Which was pretty much the constant emotional struggle within the orc leader.

Despite the disastrous end to the siege at Shallows, when the filthy dwarves had snuck onto the field of battle within the hollowed out statue of Gruumsh One-Eye, the war was proceeding beautifully. The news of King Bruenor's demise had brought dozens of new tribes scurrying out of their holes to Obould's side and had even quieted the troublesome Gerti Orelsdottr and her superior-minded frost giants. Obould's son, Urlgen, had the dwarves on the run—to the edge of Mithral Hall already, judging from the last reports.

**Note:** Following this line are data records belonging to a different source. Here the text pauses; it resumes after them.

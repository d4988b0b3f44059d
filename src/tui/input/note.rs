use crossterm::event::{KeyCode, KeyEvent, KeyModifiers};
use tracing::debug;

use crate::model::is_default_tag;
use crate::ops::task_ops::TaskError;
use crate::tui::app::{App, ConfirmAction, NoteField};

pub(super) fn handle_note(app: &mut App, key: KeyEvent) {
    match (key.modifiers, key.code) {
        (_, KeyCode::Esc) => app.ctl.cancel_note(),
        (KeyModifiers::CONTROL, KeyCode::Char('s')) => save(app),
        (KeyModifiers::CONTROL, KeyCode::Char('d')) => {
            if app.ctl.is_editing() {
                app.ask("Delete this note?", ConfirmAction::DeleteNote);
            }
        }
        (KeyModifiers::CONTROL, KeyCode::Char('t')) => open_tag_editor(app),
        (_, KeyCode::Tab) => app.note.focus = app.note.focus.next(),
        (_, KeyCode::BackTab) => app.note.focus = app.note.focus.prev(),
        _ if app.note.focus == NoteField::Tags => handle_tag_chips(app, key),
        (m, KeyCode::Enter)
            if app.note.focus == NoteField::Description
                && m.intersects(KeyModifiers::ALT | KeyModifiers::SHIFT) =>
        {
            app.note.description.insert('\n')
        }
        (_, KeyCode::Enter) => app.note.focus = app.note.focus.next(),
        _ => {
            if let Some(field) = app.note.focused_field() {
                field.handle_key(key);
            }
        }
    }
}

fn handle_tag_chips(app: &mut App, key: KeyEvent) {
    match key.code {
        KeyCode::Left | KeyCode::Char('h') => cycle_tag(app, -1),
        KeyCode::Right | KeyCode::Char('l') => cycle_tag(app, 1),
        KeyCode::Char('+') => open_tag_editor(app),
        KeyCode::Char('d') | KeyCode::Delete | KeyCode::Backspace => ask_delete_tag(app),
        KeyCode::Enter => save(app),
        _ => {}
    }
}

fn save(app: &mut App) {
    match app.ctl.save_note(app.note.to_draft()) {
        Ok(()) => {}
        // The save hint is already dimmed for a blank title
        Err(TaskError::EmptyTitle) => debug!("save ignored: empty title"),
        Err(e) => app.notify(e.to_string()),
    }
}

fn open_tag_editor(app: &mut App) {
    let draft = app.note.to_draft();
    app.ctl.open_tag_editor(draft);
}

/// Move the chip highlight. With nothing highlighted, Right starts at the
/// first tag and Left at the last.
fn cycle_tag(app: &mut App, delta: isize) {
    let tags = app.ctl.tags();
    if tags.is_empty() {
        return;
    }
    let current = app
        .note
        .tag_id
        .as_deref()
        .and_then(|id| tags.iter().position(|t| t.id == id));
    let len = tags.len() as isize;
    let next = match current {
        Some(i) => (i as isize + delta).rem_euclid(len),
        None if delta > 0 => 0,
        None => len - 1,
    };
    app.note.tag_id = Some(tags[next as usize].id.clone());
}

fn ask_delete_tag(app: &mut App) {
    let Some(tag) = app.note.tag_id.as_deref().and_then(|id| app.ctl.tag(id)) else {
        return;
    };
    if is_default_tag(&tag.id) {
        app.notify("Default tags cannot be deleted");
        return;
    }
    let prompt = format!(
        "Delete tag \"{}\"? Its notes move to the first tag.",
        tag.label
    );
    let tag_id = tag.id.clone();
    app.ask(prompt, ConfirmAction::DeleteTag { tag_id });
}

Then came reports that some enemy force was out there, behind Obould's lines. An encampment of orcs had been thrashed, with most slaughtered and the others scattered back to their mountain holes. Obould understood well the demeanor of his race, and he knew that morale was everything at that crucial moment—and usually throughout an entire campaign. The orcs were far more numerous than their enemies in the North and could match up fairly well one-against-one with humans and dwarves, and even elves. Where their incursions ultimately failed, Obould knew, lay in the often lacking coordination between orc forces and the basic mistrust that orcs held for rival tribes, and oftentimes held even within individual tribes. Victories and momentum could offset that disadvantage of demeanor, but reports like the one of the slaughtered group might send many, many others scurrying for the safety of the tunnels beneath the mountains.

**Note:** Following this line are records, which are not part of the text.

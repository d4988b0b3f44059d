use crate::model::tag::{FALLBACK_TAG_ID, Tag, is_default_tag};
use crate::model::task::Task;

/// Error type for tag operations
#[derive(Debug, PartialEq, Eq, thiserror::Error)]
pub enum TagError {
    #[error("tag label cannot be empty")]
    EmptyLabel,
    #[error("a tag named \"{0}\" already exists")]
    DuplicateLabel(String),
    #[error("default tags cannot be deleted")]
    Protected(String),
    #[error("tag not found: {0}")]
    NotFound(String),
}

/// Look up a tag by id
pub fn resolve_tag<'a>(tags: &'a [Tag], id: &str) -> Option<&'a Tag> {
    tags.iter().find(|t| t.id == id)
}

/// Whether a label (trimmed) is already taken, ignoring case
pub fn label_exists(tags: &[Tag], label: &str) -> bool {
    let wanted = label.trim().to_lowercase();
    tags.iter().any(|t| t.label.to_lowercase() == wanted)
}

/// Append a new tag. The label is trimmed and must be unique ignoring case.
pub fn create_tag(tags: &mut Vec<Tag>, id: String, label: &str, color: &str) -> Result<Tag, TagError> {
    let label = label.trim();
    if label.is_empty() {
        return Err(TagError::EmptyLabel);
    }
    if label_exists(tags, label) {
        return Err(TagError::DuplicateLabel(label.to_string()));
    }
    let tag = Tag::new(id, label, color);
    tags.push(tag.clone());
    Ok(tag)
}

/// Delete a non-default tag and move its tasks to the fallback tag.
/// Returns how many tasks were reassigned.
pub fn delete_tag(tags: &mut Vec<Tag>, tasks: &mut [Task], id: &str) -> Result<usize, TagError> {
    if is_default_tag(id) {
        return Err(TagError::Protected(id.to_string()));
    }
    let idx = tags
        .iter()
        .position(|t| t.id == id)
        .ok_or_else(|| TagError::NotFound(id.to_string()))?;
    tags.remove(idx);

    let mut reassigned = 0;
    for task in tasks.iter_mut().filter(|t| t.tag_id == id) {
        task.tag_id = FALLBACK_TAG_ID.to_string();
        reassigned += 1;
    }
    Ok(reassigned)
}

The timing was not good. Obould had heard of another coming gathering of the shamans of several fairly large tribes, and he feared that they might try to abort his invasion before it had really begun. At the very least, a joined negative voice of two-dozen shamans would greatly deplete the orc king's reinforcements.

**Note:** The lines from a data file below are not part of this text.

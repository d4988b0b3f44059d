use std::time::Duration;

use mytask::controller::Controller;
use mytask::io::records::{IDENTITY_KEY, TAGS_KEY, TASKS_KEY};
use mytask::io::storage::{KeyValueStore, MemoryStore};
use mytask::model::{Draft, FALLBACK_TAG_ID, Screen, Tag, Task};
use mytask::nav::{History, HistoryEntry, MemoryHistory, PopEvent};
use mytask::ops::tag_ops::TagError;
use pretty_assertions::assert_eq;

/// History that logs every call on top of the in-memory stack
#[derive(Default)]
struct RecordingHistory {
    inner: MemoryHistory,
    ops: Vec<String>,
}

impl History for RecordingHistory {
    fn push(&mut self, entry: HistoryEntry) {
        self.ops.push(format!("push {:?}", entry.screen));
        self.inner.push(entry);
    }

    fn replace(&mut self, entry: HistoryEntry) {
        self.ops.push(format!("replace {:?}", entry.screen));
        self.inner.replace(entry);
    }

    fn back(&mut self) -> bool {
        self.ops.push("back".into());
        self.inner.back()
    }

    fn take_pop_events(&mut self) -> Vec<PopEvent> {
        self.inner.take_pop_events()
    }
}

fn draft(title: &str) -> Draft {
    Draft {
        title: title.into(),
        ..Default::default()
    }
}

#[test]
fn sign_in_flow_only_replaces_history() {
    let mut ctl = Controller::load(
        MemoryStore::new(),
        RecordingHistory::default(),
        Duration::from_millis(2500),
    );
    assert_eq!(ctl.screen(), Screen::Login);
    let startup_ops = ctl.navigator().history().ops.len();

    ctl.login("user@yopmail.com").unwrap();
    assert_eq!(ctl.screen(), Screen::Welcome);
    let deadline = ctl.welcome_deadline().unwrap();
    ctl.tick(deadline);
    assert_eq!(ctl.screen(), Screen::Home);

    let history = ctl.navigator().history();
    assert_eq!(
        history.ops[startup_ops..].to_vec(),
        vec![
            "replace Some(Welcome)".to_string(),
            "replace Some(Home)".to_string()
        ]
    );
    assert_eq!(history.inner.depth(), 1);
}

#[test]
fn tag_cascade_through_the_editor() {
    let store = MemoryStore::new().with(IDENTITY_KEY, "user@yopmail.com");
    let mut ctl = Controller::load(store, MemoryHistory::new(), Duration::ZERO);

    // Home -> EditNote -> EditTag -> EditNote -> Home
    ctl.new_note();
    ctl.open_tag_editor(draft("Run 5k"));
    let sport = ctl.save_tag("Sport", "#14B8A6").unwrap();
    ctl.process_history();
    assert_eq!(ctl.screen(), Screen::EditNote);
    ctl.save_note(ctl.draft().clone()).unwrap();
    ctl.process_history();
    assert_eq!(ctl.screen(), Screen::Home);
    assert_eq!(ctl.tasks()[0].tag_id, sport.id);
    assert_eq!(ctl.navigator().history().depth(), 1);

    // Protected tags stay put
    assert_eq!(
        ctl.delete_tag("2"),
        Err(TagError::Protected("2".into()))
    );
    assert_eq!(ctl.tags().len(), 6);

    assert_eq!(ctl.delete_tag(&sport.id), Ok(1));
    assert_eq!(ctl.tasks()[0].tag_id, FALLBACK_TAG_ID);

    // Both collections were written through
    let tags: Vec<Tag> =
        serde_json::from_str(&ctl.store().get(TAGS_KEY).unwrap().unwrap()).unwrap();
    assert_eq!(tags.len(), 5);
    let tasks: Vec<Task> =
        serde_json::from_str(&ctl.store().get(TASKS_KEY).unwrap().unwrap()).unwrap();
    assert_eq!(tasks[0].tag_id, FALLBACK_TAG_ID);
}

#[test]
fn home_list_orders_and_filters() {
    let tasks = vec![
        Task::new("1", "Laundry", "1"),
        Task::new("2", "Exam prep", "2").with_due_date("2025-06-02"),
        Task::new("3", "Taxes", "3").with_completed(true),
        Task::new("4", "Homework", "2").with_due_date("2025-06-01"),
    ];
    let store = MemoryStore::new()
        .with(IDENTITY_KEY, "user@yopmail.com")
        .with(TASKS_KEY, &serde_json::to_string(&tasks).unwrap());
    let ctl = Controller::load(store, MemoryHistory::new(), Duration::ZERO);

    let order: Vec<&str> = ctl.visible_tasks("").iter().map(|t| t.id.as_str()).collect();
    assert_eq!(order, vec!["4", "2", "1", "3"]);

    let ecole: Vec<&str> = ctl
        .visible_tasks("ECOLE")
        .iter()
        .map(|t| t.id.as_str())
        .collect();
    assert_eq!(ecole, vec!["4", "2"]);
    assert_eq!(ctl.progress(), (1, 4));
}

#[test]
fn logout_forgets_identity_but_keeps_tasks() {
    let store = MemoryStore::new().with(IDENTITY_KEY, "user@yopmail.com");
    let mut ctl = Controller::load(store, MemoryHistory::new(), Duration::ZERO);
    ctl.new_note();
    ctl.save_note(draft("Stay")).unwrap();
    ctl.process_history();
    ctl.logout();

    assert_eq!(ctl.screen(), Screen::Login);
    assert_eq!(ctl.store().get(IDENTITY_KEY).unwrap(), None);
    assert!(ctl.store().get(TASKS_KEY).unwrap().unwrap().contains("Stay"));
}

One thing at a time, Obould scolded himself, and he considered more carefully the goblin messenger's words. He had to find out what was going on, and quickly. Fortunately, there was one in his encampment at the time who might prove of great help.

Dismissing both the goblin and his attendants, Obould moved to the southern edge of the large camp, to a lone figure that he had kept waiting far too long.

"Greetings, Donnia Soldou," he said to the drow female.

She turned to regard him—she had sensed his approach long before he had spoken, he knew—peering at him under the low-pulled hood of her magical piwafwi, her red-tinged eyes smiling as widely and wickedly as her tight grin.